Wise, Michael J.; Rausher, Mark D. (2013). Data from: Evolution of resistance to a multiple-herbavore community: genetic correlations, diffuse coevolution, and constraints on the plant's response to selection [Dataset]. Dryad. https://doi.org/10.5061/dryad.h3t86

Abstract

Although plants are generally attacked by a community of several species of herbivores, relatively little is known about the strength of natural selection for resistance in multiple-herbivore communities—particularly how the strength of selection differs among herbivores that feed on different plant organs or how strongly genetic correlations in resistance affect the evolutionary responses of the plant. Here, we report on a field study measuring natural selection for resistance in a diverse community of herbivores of Solanum carolinense.
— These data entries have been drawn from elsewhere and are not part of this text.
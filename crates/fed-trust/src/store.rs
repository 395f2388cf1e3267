//! Trust store loading.
//!
//! The store is a PEM bundle. Each certificate is preceded by a
//! `friendlyName:` line carrying its alias; the alias prefix assigns the
//! anchor's scope. A password-protected store carries an
//! `# integrity:` line with an HMAC-SHA256 over every alias and DER, keyed
//! with the password:
//!
//! ```text
//! # integrity: 3q2+7w...
//! friendlyName: signing_partner-ca
//! -----BEGIN CERTIFICATE-----
//! MIIB...
//! -----END CERTIFICATE-----
//! friendlyName: ca_federation-root
//! -----BEGIN CERTIFICATE-----
//! MIIB...
//! -----END CERTIFICATE-----
//! ```

use std::path::PathBuf;
use std::sync::atomic::{AtomicUsize, Ordering};
use std::sync::Arc;

use base64::Engine;
use fed_core::config::TrustConfig;
use tokio::sync::OnceCell;

use crate::certificate::CertificateInfo;
use crate::error::{TrustError, TrustResult};
use crate::policy::TrustPolicy;

const ALIAS_PREFIX: &str = "friendlyName:";
const INTEGRITY_PREFIX: &str = "# integrity:";
const BEGIN_CERT: &str = "-----BEGIN CERTIFICATE-----";
const END_CERT: &str = "-----END CERTIFICATE-----";

/// Which checks an anchor takes part in.
#[derive(Debug, Clone, Copy, PartialEq, Eq, Hash)]
pub enum AnchorScope {
    /// Issues partner signing certificates (`signing_` prefix).
    Signing,
    /// Root used to validate an issuing CA (`ca_` prefix).
    Ca,
}

impl AnchorScope {
    /// Derives the scope from an alias prefix.
    #[must_use]
    pub fn from_alias(alias: &str) -> Option<Self> {
        if alias.starts_with("signing_") {
            Some(Self::Signing)
        } else if alias.starts_with("ca_") {
            Some(Self::Ca)
        } else {
            None
        }
    }
}

/// A trusted CA certificate.
#[derive(Debug, Clone)]
pub struct TrustAnchor {
    /// Alias from the store.
    pub alias: String,
    /// Scope derived from the alias.
    pub scope: AnchorScope,
    /// The certificate.
    pub certificate: CertificateInfo,
}

impl TrustAnchor {
    /// Creates an anchor; `None` if the alias has no known prefix.
    #[must_use]
    pub fn new(alias: impl Into<String>, certificate: CertificateInfo) -> Option<Self> {
        let alias = alias.into();
        let scope = AnchorScope::from_alias(&alias)?;
        Some(Self {
            alias,
            scope,
            certificate,
        })
    }
}

/// The immutable set of anchors loaded from a store.
#[derive(Debug, Clone, Default)]
pub struct TrustAnchors {
    anchors: Vec<TrustAnchor>,
}

impl TrustAnchors {
    /// Wraps a list of anchors.
    #[must_use]
    pub fn new(anchors: Vec<TrustAnchor>) -> Self {
        Self { anchors }
    }

    /// Anchors of one scope.
    pub fn in_scope(&self, scope: AnchorScope) -> impl Iterator<Item = &TrustAnchor> {
        self.anchors.iter().filter(move |a| a.scope == scope)
    }

    /// Looks up an anchor by alias.
    #[must_use]
    pub fn get(&self, alias: &str) -> Option<&TrustAnchor> {
        self.anchors.iter().find(|a| a.alias == alias)
    }

    /// Number of anchors.
    #[must_use]
    pub fn len(&self) -> usize {
        self.anchors.len()
    }

    /// Returns true if no anchor was loaded.
    #[must_use]
    pub fn is_empty(&self) -> bool {
        self.anchors.is_empty()
    }

    /// Parses a store bundle.
    ///
    /// Certificates whose alias has no known prefix are skipped with a warning.
    ///
    /// # Errors
    ///
    /// Returns [`TrustError::StoreUnavailable`] for structural problems and
    /// when a password is given but the integrity line is absent or wrong.
    pub fn parse_bundle(text: &str, password: Option<&str>) -> TrustResult<Self> {
        let mut integrity = None;
        let mut pending_alias: Option<String> = None;
        let mut block: Option<String> = None;
        let mut entries: Vec<(String, CertificateInfo)> = Vec::new();

        for (index, raw_line) in text.lines().enumerate() {
            let line = raw_line.trim();
            let line_no = index + 1;

            if let Some(pem) = block.as_mut() {
                pem.push_str(line);
                pem.push('\n');
                if line == END_CERT {
                    let alias = pending_alias.take().ok_or_else(|| {
                        TrustError::StoreUnavailable(format!(
                            "certificate ending at line {line_no} has no alias"
                        ))
                    })?;
                    let cert = CertificateInfo::from_pem(pem).map_err(|e| {
                        TrustError::StoreUnavailable(format!("alias {alias}: {e}"))
                    })?;
                    entries.push((alias, cert));
                    block = None;
                }
                continue;
            }

            if line.is_empty() {
                continue;
            }
            if let Some(value) = line.strip_prefix(INTEGRITY_PREFIX) {
                integrity = Some(value.trim().to_string());
            } else if let Some(alias) = line.strip_prefix(ALIAS_PREFIX) {
                pending_alias = Some(alias.trim().to_string());
            } else if line == BEGIN_CERT {
                block = Some(format!("{line}\n"));
            } else if !line.starts_with('#') {
                return Err(TrustError::StoreUnavailable(format!(
                    "unexpected content at line {line_no}"
                )));
            }
        }

        if block.is_some() {
            return Err(TrustError::StoreUnavailable(
                "unterminated certificate block".to_string(),
            ));
        }

        if let Some(password) = password {
            let expected = integrity.ok_or_else(|| {
                TrustError::StoreUnavailable("store has no integrity line".to_string())
            })?;
            let tag = base64::engine::general_purpose::STANDARD
                .decode(expected)
                .map_err(|_| TrustError::StoreUnavailable("malformed integrity line".to_string()))?;
            let material = integrity_material(
                entries
                    .iter()
                    .map(|(alias, cert)| (alias.as_str(), cert.der())),
            );
            if !fed_crypto::hmac_sha256_verify(password.as_bytes(), &material, &tag) {
                return Err(TrustError::StoreUnavailable(
                    "integrity check failed".to_string(),
                ));
            }
        }

        let mut anchors = Vec::with_capacity(entries.len());
        for (alias, cert) in entries {
            match TrustAnchor::new(alias.clone(), cert) {
                Some(anchor) => anchors.push(anchor),
                None => tracing::warn!(alias = %alias, "Skipping trust anchor with unknown alias prefix"),
            }
        }

        Ok(Self { anchors })
    }
}

fn integrity_material<'a>(entries: impl Iterator<Item = (&'a str, &'a [u8])>) -> Vec<u8> {
    let mut material = Vec::new();
    for (alias, der) in entries {
        material.extend_from_slice(alias.as_bytes());
        material.push(b'\n');
        material.extend_from_slice(der);
    }
    material
}

/// Writes a store bundle for the given `(alias, DER)` pairs.
#[must_use]
pub fn encode_bundle(entries: &[(&str, &[u8])], password: Option<&str>) -> String {
    let pem_config = pem::EncodeConfig::new().set_line_ending(pem::LineEnding::LF);
    let mut out = String::new();
    if let Some(password) = password {
        let tag = fed_crypto::hmac_sha256(
            password.as_bytes(),
            &integrity_material(entries.iter().copied()),
        );
        out.push_str(INTEGRITY_PREFIX);
        out.push(' ');
        out.push_str(&base64::engine::general_purpose::STANDARD.encode(tag));
        out.push('\n');
    }

    for (alias, der) in entries {
        out.push_str(ALIAS_PREFIX);
        out.push(' ');
        out.push_str(alias);
        out.push('\n');
        out.push_str(&pem::encode_config(
            &pem::Pem::new("CERTIFICATE", der.to_vec()),
            pem_config,
        ));
    }
    out
}

/// Lazily loaded trust anchors.
///
/// The first caller loads the bundle; every later caller, including callers
/// racing with the first, observes the same result. A failed load is not
/// retried.
#[derive(Debug)]
pub struct TrustStore {
    source: Option<PathBuf>,
    password: Option<String>,
    anchors: OnceCell<Result<Arc<TrustAnchors>, TrustError>>,
    loads: AtomicUsize,
}

impl TrustStore {
    /// Creates a store reading `source` on first use. No source means no anchors.
    #[must_use]
    pub fn new(source: Option<PathBuf>, password: Option<String>) -> Self {
        Self {
            source,
            password,
            anchors: OnceCell::new(),
            loads: AtomicUsize::new(0),
        }
    }

    /// Creates a store from the `[trust]` configuration section.
    #[must_use]
    pub fn from_config(config: &TrustConfig) -> Self {
        Self::new(config.store.clone(), config.password.clone())
    }

    /// Creates an already-loaded store.
    #[must_use]
    pub fn from_anchors(anchors: TrustAnchors) -> Self {
        Self {
            source: None,
            password: None,
            anchors: OnceCell::new_with(Some(Ok(Arc::new(anchors)))),
            loads: AtomicUsize::new(0),
        }
    }

    /// Returns the anchors, loading them on first call.
    ///
    /// # Errors
    ///
    /// Returns [`TrustError::StoreUnavailable`] if the bundle could not be
    /// read or parsed.
    pub async fn load(&self) -> TrustResult<Arc<TrustAnchors>> {
        self.anchors
            .get_or_init(|| async {
                self.loads.fetch_add(1, Ordering::SeqCst);
                let result = self.read().await.map(Arc::new);
                match &result {
                    Ok(anchors) => tracing::info!(
                        anchors = anchors.len(),
                        source = ?self.source,
                        "Trust store loaded"
                    ),
                    Err(e) => tracing::error!(error = %e, source = ?self.source, "Trust store failed to load"),
                }
                result
            })
            .await
            .clone()
    }

    async fn read(&self) -> TrustResult<TrustAnchors> {
        let Some(path) = &self.source else {
            return Ok(TrustAnchors::default());
        };
        let text = tokio::fs::read_to_string(path)
            .await
            .map_err(|e| TrustError::StoreUnavailable(format!("{}: {e}", path.display())))?;
        TrustAnchors::parse_bundle(&text, self.password.as_deref())
    }

    /// Number of times the bundle was actually read.
    #[must_use]
    pub fn load_count(&self) -> usize {
        self.loads.load(Ordering::SeqCst)
    }

    /// Validates `cert` under `policy` at the current time.
    ///
    /// # Errors
    ///
    /// Returns the failed trust check, or [`TrustError::StoreUnavailable`].
    pub async fn validate(&self, cert: &CertificateInfo, policy: &TrustPolicy) -> TrustResult<()> {
        let anchors = self.load().await?;
        policy.evaluate(&anchors, cert, chrono::Utc::now().timestamp())
    }
}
Using linear phenotypic-selection analyses, we found that directional selection acted to increase resistance to seven species. Selection was strongest to increase resistance to fruit feeders, followed by flower feeders, then leaf feeders. Selection favored a decrease in resistance to a stem borer. Bootstrapping analyses showed that the plant population contained significant genetic variation for each of 14 measured resistance traits and significant covariances in one-third of the pairwise combinations of resistance traits. These genetic covariances reduced the plant's overall predicted evolutionary response for resistance against the herbivore community by about 60%. Diffuse (co)evolution was widespread in this community, and the diffuse interactions had an overwhelmingly constraining (rather than facilitative) effect on the plant's evolution of resistance.